Abstract: There are approximately 45 million blind & visually impaired people world-wide according to the World Health Report. Vision loss limits the access of these individuals to the educational opportunities, social events, public transportation and leads to a higher rate of unemployment.
Many efforts have been invested in the last years, based on sensor technology and signal processing, to develop electronic travel aids (ETA) capable to improve the mobility of blind users in unknown or dynamically changing environment. In spite of these efforts, the already proposed ETAs do not meet the requirements of the blind community and the traditional tools (white cane and guiding dogs) are still the only used by visually impaired to navigate in their working and living environment.
In this paper, research efforts to improve the main two components of an ETA tool: the Obstacles Detection System (ODS) and the Man-machine Interface (MMI) are presented. Now, for the first time, the ODS under development is bioinspired from the visual system of insects, particularly from the Lobula Giant Motion Detector (LGMD) found in locusts. LGMD is a large neuron found in optical lobule of the locust, which mainly responds at the approaching objects. Starting from the mathematical model of the LGMD, known in the literature, it has been developed an ODS that can be used by visually impaired to navigate autonomously with obstacles avoidance. The already obtained results are very promising, but some improvements are also possible. We are developing now preprocessing algorithms for the visual information applied to the input of the LGMD neuron, in order to improve the response of the ODS. In the proposed solution, the position of the detected obstacles is correlated with the attitude parameters of the subject's head. In this way, the visually impaired person detects obstacles in a similar way as a subject with normal sight is looking for obstacles in front of him.
The man-machine interface developed in the present research exploits the remarkable abilities of the human hearing system in identifying sound source positions in 3D space. The proposed solution relies on the Acoustic Virtual Reality (AVR) concept, which can be considered as a substitute for the lost sight of blind and visually impaired individuals. According to the AVR concept, the presence of obstacles in the surrounding environment and the path to the target will be signalized to the subject by burst of sounds, whose virtual source position suggests the position of the real obstacles and the direction of movement, respectively. The practical implementation of this method encounters some difficulties due to the Head Related Transfer Functions (HRTF) which should be known for each individual and for a limited number of points in the 3D space. These functions can be determined using a quite complex procedure, which requires many experimental measurements. The proposed solution in our research avoids these difficulties by generating the HRTF's coefficients using an Artificial Neural Network (ANN). The ANN has been trained using a public data base, available for the whole scientific community and which contains HRTF's coefficients for a limited number of individuals and a limited number of points in 3D space for each individual.

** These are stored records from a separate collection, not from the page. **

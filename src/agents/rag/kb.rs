//! Knowledge-base QA seeded with a small default corpus.
//!
//! Every query is recorded in an interaction log that can be exported as
//! JSON and summarised with [`KnowledgeBase::stats`].

use std::collections::BTreeMap;
use std::path::Path;

use serde::Serialize;
use tracing::{error, info, warn};

use crate::agents::{AgentContext, EMPTY_QUESTION_MESSAGE, require_input};
use crate::agents::rag::retrieve_and_answer;
use crate::error::AppError;
use crate::memory::{SOURCE_KEY, SourceDocument, VectorIndex, chunker, now_iso8601};

pub const QA_TEMPLATE: &str = "kb_qa.txt";

const CHUNK_SIZE: usize = 500;
const CHUNK_OVERLAP: usize = 50;
const TOP_K: usize = 3;
const TEMPERATURE: f32 = 0.1;

/// Metadata key holding a chunk's position within its document.
pub const CHUNK_KEY: &str = "chunk";

pub const DEFAULT_DOCUMENTS: &[&str] = &[
    "LangChain is a comprehensive framework for developing applications powered by language models. \
     It provides tools for prompt management, chains, agents, memory, and integrations with various LLMs and data sources.",
    "Ollama is a powerful tool that allows you to run open-source large language models locally on your machine. \
     It supports models like Llama, Code Llama, Mistral, and many others, providing privacy and control over your AI applications.",
    "Model Context Protocol (MCP) is an open protocol that enables secure connections between host applications \
     and AI models. It standardizes how AI assistants can securely access data and tools while maintaining user control.",
    "Retrieval-Augmented Generation (RAG) is a technique that combines information retrieval with text generation. \
     It allows language models to access external knowledge bases, improving accuracy and reducing hallucinations.",
    "Vector databases like FAISS, Pinecone, or Chroma store embeddings of documents and enable semantic search. \
     They are crucial for RAG applications as they allow finding relevant context based on semantic similarity.",
    "Embedding models convert text into dense vector representations. \
     Models like e5-base-v2, nomic-embed-text and sentence-transformers are commonly used for semantic search applications.",
];

pub const DEMO_QUERIES: &[&str] = &[
    "What is the benefit of using RAG with Ollama and LangChain?",
    "How does MCP help with AI model interoperability?",
    "What are vector databases and why are they important for RAG?",
    "Can you explain how embedding models work?",
];

pub const DEMO_EXTRA_DOCUMENTS: &[(&str, &str, &str)] = &[
    (
        "Prompt engineering is the practice of designing and optimizing prompts to get better results from language models. \
         It involves techniques like few-shot learning, chain-of-thought prompting, and instruction tuning.",
        "prompt_engineering_guide",
        "AI",
    ),
    (
        "Fine-tuning involves training a pre-trained model on domain-specific data to improve performance for specific tasks. \
         It's more resource-intensive than prompt engineering but can yield better results for specialized applications.",
        "fine_tuning_guide",
        "ML",
    ),
];

pub const DEMO_FOLLOW_UP: &str = "What's the difference between prompt engineering and fine-tuning?";

#[derive(Debug, Clone, Serialize)]
pub struct SourceRef {
    pub content: String,
    pub metadata: BTreeMap<String, String>,
}

#[derive(Debug, Clone, Serialize)]
pub struct KbAnswer {
    pub question: String,
    pub answer: String,
    pub timestamp: String,
    #[serde(skip_serializing_if = "Vec::is_empty")]
    pub sources: Vec<SourceRef>,
    #[serde(skip_serializing_if = "std::ops::Not::not")]
    pub error: bool,
}

#[derive(Debug, Clone, Serialize)]
pub struct Interaction {
    pub timestamp: String,
    pub query: String,
    pub result: String,
    pub source_count: usize,
}

#[derive(Debug, Clone, Copy, PartialEq, Serialize)]
pub struct KbStats {
    pub total_interactions: usize,
    pub average_sources: f64,
}

pub struct KnowledgeBase {
    ctx: AgentContext,
    index: VectorIndex,
    interactions: Vec<Interaction>,
}

impl KnowledgeBase {
    /// Index [`DEFAULT_DOCUMENTS`] as `doc_0` .. `doc_5`.
    pub async fn with_defaults(ctx: AgentContext) -> Result<Self, AppError> {
        let mut kb = Self { ctx, index: VectorIndex::new(), interactions: Vec::new() };
        let docs: Vec<SourceDocument> = DEFAULT_DOCUMENTS
            .iter()
            .enumerate()
            .map(|(i, text)| SourceDocument::new(*text, format!("doc_{i}")))
            .collect();
        kb.index_documents(docs).await?;
        info!(entries = kb.index.len(), "knowledge base seeded");
        Ok(kb)
    }

    async fn index_documents(&mut self, docs: Vec<SourceDocument>) -> Result<usize, AppError> {
        let mut chunks = chunker::split_documents(&docs, CHUNK_SIZE, CHUNK_OVERLAP)?;
        for c in &mut chunks {
            c.metadata.insert(CHUNK_KEY.to_string(), c.position.to_string());
        }
        let added = chunks.len();
        self.index.add_chunks(&self.ctx.llm, chunks).await?;
        Ok(added)
    }

    /// Add documents; `metadata[i]` (when present) is attached to every chunk
    /// of `texts[i]`. Returns the number of chunks added.
    pub async fn add_documents(
        &mut self,
        texts: &[String],
        metadata: &[BTreeMap<String, String>],
    ) -> Result<usize, AppError> {
        let docs = texts
            .iter()
            .enumerate()
            .map(|(i, text)| SourceDocument {
                content: text.clone(),
                metadata: metadata.get(i).cloned().unwrap_or_default(),
            })
            .collect();
        let added = self.index_documents(docs).await?;
        info!(documents = texts.len(), chunks = added, "knowledge base extended");
        Ok(added)
    }

    /// Blank questions are answered with [`EMPTY_QUESTION_MESSAGE`] and are
    /// not logged as interactions.
    pub async fn query(&mut self, question: &str) -> KbAnswer {
        let question = match require_input(question, "question") {
            Ok(q) => q,
            Err(e) => {
                warn!(error = %e, "knowledge base: query rejected");
                return KbAnswer {
                    question: question.to_string(),
                    answer: EMPTY_QUESTION_MESSAGE.to_string(),
                    timestamp: now_iso8601(),
                    sources: Vec::new(),
                    error: true,
                };
            }
        };
        let result = retrieve_and_answer(&self.ctx, &self.index, QA_TEMPLATE, question, TOP_K, Some(TEMPERATURE)).await;
        let answer = match result {
            Ok((answer, hits)) => KbAnswer {
                question: question.to_string(),
                answer,
                timestamp: now_iso8601(),
                sources: hits
                    .into_iter()
                    .map(|h| SourceRef { content: h.chunk.text, metadata: h.chunk.metadata })
                    .collect(),
                error: false,
            },
            Err(e) => {
                error!(error = %e, "knowledge base query failed");
                KbAnswer {
                    question: question.to_string(),
                    answer: format!("Error processing query: {e}"),
                    timestamp: now_iso8601(),
                    sources: Vec::new(),
                    error: true,
                }
            }
        };

        self.interactions.push(Interaction {
            timestamp: answer.timestamp.clone(),
            query: question.to_string(),
            result: answer.answer.clone(),
            source_count: answer.sources.len(),
        });
        answer
    }

    pub fn interactions(&self) -> &[Interaction] {
        &self.interactions
    }

    pub fn export_log(&self, path: &Path) -> Result<(), AppError> {
        let json = serde_json::to_string_pretty(&self.interactions)
            .map_err(|e| AppError::Memory(format!("cannot encode interaction log: {e}")))?;
        std::fs::write(path, json)?;
        info!(path = %path.display(), entries = self.interactions.len(), "interaction log exported");
        Ok(())
    }

    pub fn stats(&self) -> KbStats {
        let total = self.interactions.len();
        let average_sources = if total == 0 {
            0.0
        } else {
            self.interactions.iter().map(|i| i.source_count).sum::<usize>() as f64 / total as f64
        };
        KbStats { total_interactions: total, average_sources }
    }
}

/// Metadata map for one of [`DEMO_EXTRA_DOCUMENTS`].
pub fn demo_metadata(source: &str, topic: &str) -> BTreeMap<String, String> {
    BTreeMap::from([(SOURCE_KEY.to_string(), source.to_string()), ("topic".to_string(), topic.to_string())])
}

The ODS and the MMI presented in the above have been implemented on a specific hardware build around an ARM-based microcontroller system. The obtained results and some conclusions are also presented.

Brief Biography of the Speaker:
Prof. Virgil TIPONUT received the M.Sc. in 1968, in Electrical Engineering/Computer Science, and the Ph.D. degree in Electronic Engineering and Telecommunications, in 1981, both at the POLITEHNICA University of Timisoara, Romania. Since graduation he is with POLITEHNICA University of Timisoara and curently he is a professor at Electronic and Telecommunication Faculty, responsable for teaching in embedded systems, smart transducers and neural networks.
His research interests include bioinspired systems, with application in mobile and rehabilitation robotics and some closed related areas: smart transducers, neural networks and fuzzy logic, biomedical engineering, embedded systems. He has published more than 100 papers in national and international Journals and Conference Proceedings, authored 10 books and 10 text books, and holds 21 patents. He conducted more than 25 research and development projects, grants and contracts in the field of embedded systems, robotics and smart transducers.
Prof. Tiponut has been involved in setting up national and international conferences as a reviewer and/or member of organizing committee or board of sections. He was a visiting professor at universities from USA, Germany, Ireland and Schotland.
He is a member of the IEEE Society (CAS, EMB, RA), WSEAS Society, member of the Society of Electronic Engineers from Romania and corresponding member of the Academy of Technical Science from Romania.